Written by the Web Team
Science City of Muñoz, Nueva Ecija – Rice farmers in this town reported that eels have been burrowing in their fields resulting in irrigation water seepage and affecting nutrient and weed management.
Farmer Adriano Comilang Sr. said eels are becoming pests as they bore near dikes letting the water seep in through these holes, which are connected to the holes in adjacent field.
The rice paddy eel, identified as Monopterus albus, burrows as deep as 1.5 m during the dry season to survive dry conditions. However, reports of eel damage have been received from Isabela and Negros this wet season.
The eel, locally known as igat, palos, or kiwit, is a nocturnal fish that feeds on fishes, crustaceans, and other invertebrates and can be found in rivers, lakes, ponds, marshes, swamps, and drains.

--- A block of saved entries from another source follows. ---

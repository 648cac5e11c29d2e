use axum::{
    extract::{Multipart, Path, Query, State},
    http::{header, StatusCode},
    response::{IntoResponse, Response},
    Json,
};

use super::field_bytes;
use crate::auth::AuthUser;
use crate::error::{AppError, AppResult};
use crate::models::{
    Action, Asset, AssetDisposal, AssetFilter, AssetType, CatalogItem, DisposeAsset,
    ImportForm, ImportResponse, InactivateAsset, LendingHistory, MessageResponse, NewAsset, Page,
    PageParams, Perm, SearchParams, UpdateAsset,
};
use crate::services::{ImportError, IMPORT_SUCCESS};
use crate::state::AppState;

const fn asset_perm(action: Action) -> Perm {
    Perm::new("asset", "asset", action)
}

#[utoipa::path(
    post,
    path = "/api/v1/assets/",
    tag = "assets",
    request_body = NewAsset,
    responses(
        (status = 201, description = "Asset created", body = Asset),
        (status = 400, description = "Validation errors")
    )
)]
pub async fn create_asset(
    State(state): State<AppState>,
    user: AuthUser,
    Json(payload): Json<NewAsset>,
) -> AppResult<(StatusCode, Json<Asset>)> {
    user.require(&[asset_perm(Action::Add)])?;
    let asset = state.assets.create_asset(&user, payload).await?;
    Ok((StatusCode::CREATED, Json(asset)))
}

#[utoipa::path(
    get,
    path = "/api/v1/assets/",
    tag = "assets",
    params(AssetFilter, PageParams),
    responses((status = 200, description = "Assets", body = inline(Page<Asset>)))
)]
pub async fn list_assets(
    State(state): State<AppState>,
    user: AuthUser,
    Query(filter): Query<AssetFilter>,
    Query(page): Query<PageParams>,
) -> AppResult<Json<Page<Asset>>> {
    user.require(&[asset_perm(Action::View)])?;
    Ok(Json(state.assets.list_assets(&filter, page).await?))
}

#[utoipa::path(
    get,
    path = "/api/v1/assets/{id}/",
    tag = "assets",
    params(("id" = i64, Path, description = "Asset id")),
    responses(
        (status = 200, description = "Asset", body = Asset),
        (status = 404, description = "Asset not found")
    )
)]
pub async fn get_asset(
    State(state): State<AppState>,
    user: AuthUser,
    Path(id): Path<i64>,
) -> AppResult<Json<Asset>> {
    user.require(&[asset_perm(Action::View)])?;
    Ok(Json(state.assets.get_asset(id).await?))
}

#[utoipa::path(
    patch,
    path = "/api/v1/assets/{id}/",
    tag = "assets",
    params(("id" = i64, Path, description = "Asset id")),
    request_body = UpdateAsset,
    responses(
        (status = 200, description = "Updated asset", body = Asset),
        (status = 404, description = "Asset not found")
    )
)]
pub async fn update_asset(
    State(state): State<AppState>,
    user: AuthUser,
    Path(id): Path<i64>,
    Json(payload): Json<UpdateAsset>,
) -> AppResult<Json<Asset>> {
    user.require(&[asset_perm(Action::Edit)])?;
    Ok(Json(state.assets.update_asset(&user, id, payload).await?))
}

#[utoipa::path(
    patch,
    path = "/api/v1/assets/inactivate/{id}/",
    tag = "assets",
    params(("id" = i64, Path, description = "Asset id")),
    request_body = InactivateAsset,
    responses(
        (status = 200, description = "Inactivated asset", body = Asset),
        (status = 404, description = "Asset not found")
    )
)]
pub async fn inactivate_asset(
    State(state): State<AppState>,
    user: AuthUser,
    Path(id): Path<i64>,
    Json(payload): Json<InactivateAsset>,
) -> AppResult<Json<Asset>> {
    user.require(&[asset_perm(Action::Edit)])?;
    Ok(Json(state.assets.inactivate_asset(&user, id, payload).await?))
}

#[utoipa::path(
    patch,
    path = "/api/v1/assets/disposal/{id}/",
    tag = "assets",
    params(("id" = i64, Path, description = "Asset id")),
    request_body = DisposeAsset,
    responses(
        (status = 200, description = "Recorded disposal", body = AssetDisposal),
        (status = 404, description = "Asset not found")
    )
)]
pub async fn dispose_asset(
    State(state): State<AppState>,
    user: AuthUser,
    Path(id): Path<i64>,
    Json(payload): Json<DisposeAsset>,
) -> AppResult<Json<AssetDisposal>> {
    user.require(&[asset_perm(Action::Edit)])?;
    Ok(Json(state.assets.dispose_asset(&user, id, payload).await?))
}

#[utoipa::path(
    get,
    path = "/api/v1/assets/history/{id}/",
    tag = "assets",
    params(("id" = i64, Path, description = "Asset id")),
    responses(
        (status = 200, description = "Lendings of the asset", body = [LendingHistory]),
        (status = 404, description = "Asset not found")
    )
)]
pub async fn get_asset_history(
    State(state): State<AppState>,
    user: AuthUser,
    Path(id): Path<i64>,
) -> AppResult<Json<Vec<LendingHistory>>> {
    user.require(&[asset_perm(Action::View)])?;
    Ok(Json(state.assets.lending_history(id).await?))
}

#[utoipa::path(
    get,
    path = "/api/v1/assets-types/",
    tag = "assets",
    params(SearchParams),
    responses((status = 200, description = "Asset types", body = [AssetType]))
)]
pub async fn list_asset_types(
    State(state): State<AppState>,
    user: AuthUser,
    Query(params): Query<SearchParams>,
) -> AppResult<Json<Vec<AssetType>>> {
    user.require(&[Perm::new("asset", "asset_type", Action::View)])?;
    Ok(Json(state.assets.list_types(params.search.as_deref()).await?))
}

#[utoipa::path(
    get,
    path = "/api/v1/assets-status/",
    tag = "assets",
    params(SearchParams),
    responses((status = 200, description = "Asset statuses", body = [CatalogItem]))
)]
pub async fn list_asset_statuses(
    State(state): State<AppState>,
    user: AuthUser,
    Query(params): Query<SearchParams>,
) -> AppResult<Json<Vec<CatalogItem>>> {
    user.require(&[Perm::new("asset", "asset_status", Action::View)])?;
    Ok(Json(
        state.assets.list_statuses(params.search.as_deref()).await?,
    ))
}

#[utoipa::path(
    get,
    path = "/api/v1/assets/disposal-reasons/",
    tag = "assets",
    responses((status = 200, description = "Accepted disposal reasons", body = [String]))
)]
pub async fn disposal_reasons(
    State(state): State<AppState>,
    user: AuthUser,
) -> AppResult<Json<Vec<&'static str>>> {
    user.require(&[asset_perm(Action::View)])?;
    Ok(Json(state.assets.disposal_reasons()))
}

/// Create assets from a CSV file with the export headers
#[utoipa::path(
    post,
    path = "/api/v1/assets/bulk-create/",
    tag = "assets",
    request_body(content = ImportForm, content_type = "multipart/form-data"),
    responses(
        (status = 201, description = "All rows imported", body = ImportResponse),
        (status = 400, description = "First invalid row", body = ImportResponse)
    )
)]
pub async fn bulk_create_assets(
    State(state): State<AppState>,
    user: AuthUser,
    mut multipart: Multipart,
) -> AppResult<(StatusCode, Json<ImportResponse>)> {
    user.require(&[asset_perm(Action::Add)])?;

    let mut file = None;
    while let Some(field) = multipart.next_field().await.map_err(super::multipart_error)? {
        if field.name() == Some("file") {
            file = Some(field_bytes(field).await?);
        }
    }
    let bytes = file.ok_or_else(|| AppError::field("file", "Arquivo é obrigatório"))?;

    match state.imports.bulk_import(&user, &bytes).await {
        Ok(count) => {
            tracing::info!("Bulk import created {} assets", count);
            Ok((
                StatusCode::CREATED,
                Json(ImportResponse {
                    message: Some(IMPORT_SUCCESS.to_string()),
                    error: None,
                }),
            ))
        }
        Err(ImportError::Database(e)) => Err(e.into()),
        Err(e) => {
            tracing::warn!("Bulk import rejected: {}", e);
            Ok((
                StatusCode::BAD_REQUEST,
                Json(ImportResponse {
                    message: None,
                    error: Some(e.to_string()),
                }),
            ))
        }
    }
}

/// Download the filtered assets as CSV
#[utoipa::path(
    get,
    path = "/api/v1/assets/export/",
    tag = "assets",
    params(AssetFilter),
    responses((status = 200, description = "CSV file", body = String, content_type = "text/csv"))
)]
pub async fn export_assets(
    State(state): State<AppState>,
    user: AuthUser,
    Query(filter): Query<AssetFilter>,
) -> AppResult<Response> {
    user.require(&[asset_perm(Action::View)])?;
    let csv = state.imports.export_assets(&filter).await?;
    Ok((
        [
            (header::CONTENT_TYPE, "text/csv; charset=utf-8"),
            (header::CONTENT_DISPOSITION, "attachment; filename=\"ativos.csv\""),
        ],
        csv,
    )
        .into_response())
}

/// Move available assets with an open lending to "in use"
#[utoipa::path(
    get,
    path = "/api/v1/assets/run/fix-status/",
    tag = "assets",
    responses((status = 200, description = "Number of repaired assets", body = MessageResponse))
)]
pub async fn fix_status(
    State(state): State<AppState>,
    user: AuthUser,
) -> AppResult<Json<MessageResponse>> {
    user.require(&[asset_perm(Action::Edit)])?;
    let fixed = state.assets.fix_status().await?;
    Ok(Json(MessageResponse::new(format!("{} ativos corrigidos", fixed))))
}

#[cfg(test)]
mod tests {
    use axum::body::Body;
    use axum::http::{header, Request, StatusCode};
    use http_body_util::BodyExt;
    use serde_json::json;
    use tower::ServiceExt;

    use crate::api::handlers::test_support::{app, login, send};
    use crate::testing::Fixtures;

    fn multipart_request(token: &str, csv: &str) -> Request<Body> {
        let boundary = "agile-boundary";
        let body = format!(
            "--{b}\r\nContent-Disposition: form-data; name=\"file\"; filename=\"ativos.csv\"\r\nContent-Type: text/csv\r\n\r\n{csv}\r\n--{b}--\r\n",
            b = boundary,
            csv = csv
        );
        Request::builder()
            .method("POST")
            .uri("/api/v1/assets/bulk-create/")
            .header(header::AUTHORIZATION, format!("Bearer {}", token))
            .header(
                header::CONTENT_TYPE,
                format!("multipart/form-data; boundary={}", boundary),
            )
            .body(Body::from(body))
            .unwrap()
    }

    #[tokio::test]
    async fn test_asset_listing_and_detail() {
        let (app, state) = app().await;
        let group = Fixtures::group(&state.db, "MASTER", &[]).await;
        Fixtures::user_in_group(&state.db, "ana", group).await;
        let asset = Fixtures::asset(&state.db, "NB-001").await;
        let token = login(&app, "ana").await;

        let (status, body) = send(&app, "GET", "/api/v1/assets/", Some(&token), None).await;
        assert_eq!(status, StatusCode::OK);
        assert_eq!(body["total"], 1);

        let uri = format!("/api/v1/assets/{}/", asset);
        let (status, body) = send(&app, "GET", &uri, Some(&token), None).await;
        assert_eq!(status, StatusCode::OK);
        assert_eq!(body["code"], "NB-001");

        let (status, body) = send(&app, "GET", "/api/v1/assets/9999/", Some(&token), None).await;
        assert_eq!(status, StatusCode::NOT_FOUND);
        assert_eq!(body["field"], "assetId");

        let (status, body) = send(
            &app,
            "GET",
            "/api/v1/assets/run/fix-status/",
            Some(&token),
            None,
        )
        .await;
        assert_eq!(status, StatusCode::OK);
        assert_eq!(body, json!({"message": "0 ativos corrigidos"}));
    }

    #[tokio::test]
    async fn test_listing_rejects_huge_page() {
        let (app, state) = app().await;
        let group = Fixtures::group(&state.db, "MASTER", &[]).await;
        Fixtures::user_in_group(&state.db, "ana", group).await;
        let token = login(&app, "ana").await;

        let uri = format!("/api/v1/assets/?page={}&size=15", i64::MAX);
        let (status, body) = send(&app, "GET", &uri, Some(&token), None).await;
        assert_eq!(status, StatusCode::BAD_REQUEST);
        assert_eq!(body[0]["field"], "page");
    }

    #[tokio::test]
    async fn test_bulk_create_rejects_unknown_columns() {
        let (app, state) = app().await;
        let group = Fixtures::group(&state.db, "MASTER", &[]).await;
        Fixtures::user_in_group(&state.db, "ana", group).await;
        let token = login(&app, "ana").await;

        let response = app
            .clone()
            .oneshot(multipart_request(&token, "Coluna Estranha\nx\n"))
            .await
            .unwrap();
        assert_eq!(response.status(), StatusCode::BAD_REQUEST);
        let bytes = response.into_body().collect().await.unwrap().to_bytes();
        let body: serde_json::Value = serde_json::from_slice(&bytes).unwrap();
        assert!(body["error"]
            .as_str()
            .unwrap()
            .starts_with("Colunas não existentes"));
        assert!(body.get("message").is_none());
    }

    #[tokio::test]
    async fn test_bulk_create_rejects_header_only_file() {
        let (app, state) = app().await;
        let group = Fixtures::group(&state.db, "MASTER", &[]).await;
        Fixtures::user_in_group(&state.db, "ana", group).await;
        let token = login(&app, "ana").await;

        let response = app
            .clone()
            .oneshot(multipart_request(&token, "Patrimônio,Descrição\n"))
            .await
            .unwrap();
        assert_eq!(response.status(), StatusCode::BAD_REQUEST);
        let bytes = response.into_body().collect().await.unwrap().to_bytes();
        let body: serde_json::Value = serde_json::from_slice(&bytes).unwrap();
        assert_eq!(body["error"], "Arquivo sem linhas de ativos");
    }

    #[tokio::test]
    async fn test_export_is_csv() {
        let (app, state) = app().await;
        let group = Fixtures::group(&state.db, "MASTER", &[]).await;
        Fixtures::user_in_group(&state.db, "ana", group).await;
        Fixtures::asset(&state.db, "NB-002").await;
        let token = login(&app, "ana").await;

        let request = Request::builder()
            .uri("/api/v1/assets/export/")
            .header(header::AUTHORIZATION, format!("Bearer {}", token))
            .body(Body::empty())
            .unwrap();
        let response = app.clone().oneshot(request).await.unwrap();
        assert_eq!(response.status(), StatusCode::OK);
        assert!(response.headers()[header::CONTENT_TYPE]
            .to_str()
            .unwrap()
            .starts_with("text/csv"));
        let bytes = response.into_body().collect().await.unwrap().to_bytes();
        let text = String::from_utf8(bytes.to_vec()).unwrap();
        assert!(text.contains("NB-002"));
    }
}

Comilang lamented that for two years, irrigating his field had been less effective as the water collected in his field spills over to the neighboring farm.
“With the holes made by eels, my field gets drained, while my adjacent farm is filled with water,” he said.
PhilRice researchers said fields should not be drained nor flooded as water is critical in nutrient uptake of plants and weed control. Right amount of water supply ensures good crop establishment, seedling vigor, normal crop growth, development, and yield.
As management strategies, Comilang uses electric traps, covers holes, or destroys dikes.
Gregorio Gaspuz, another farmer, rebuilds dikes in another area or pours molluscides into holes to force the eels out. He also tried continuous irrigation to prevent his field from drying.
However, the two farmers said the practices are tedious as eels burrow and reproduce so fast.
To produce long-term solutions, Leonardo V. Marquez and Fe A. dela Peña, PhilRice crop specialists, plan to conduct a study on the management of rice paddy eels.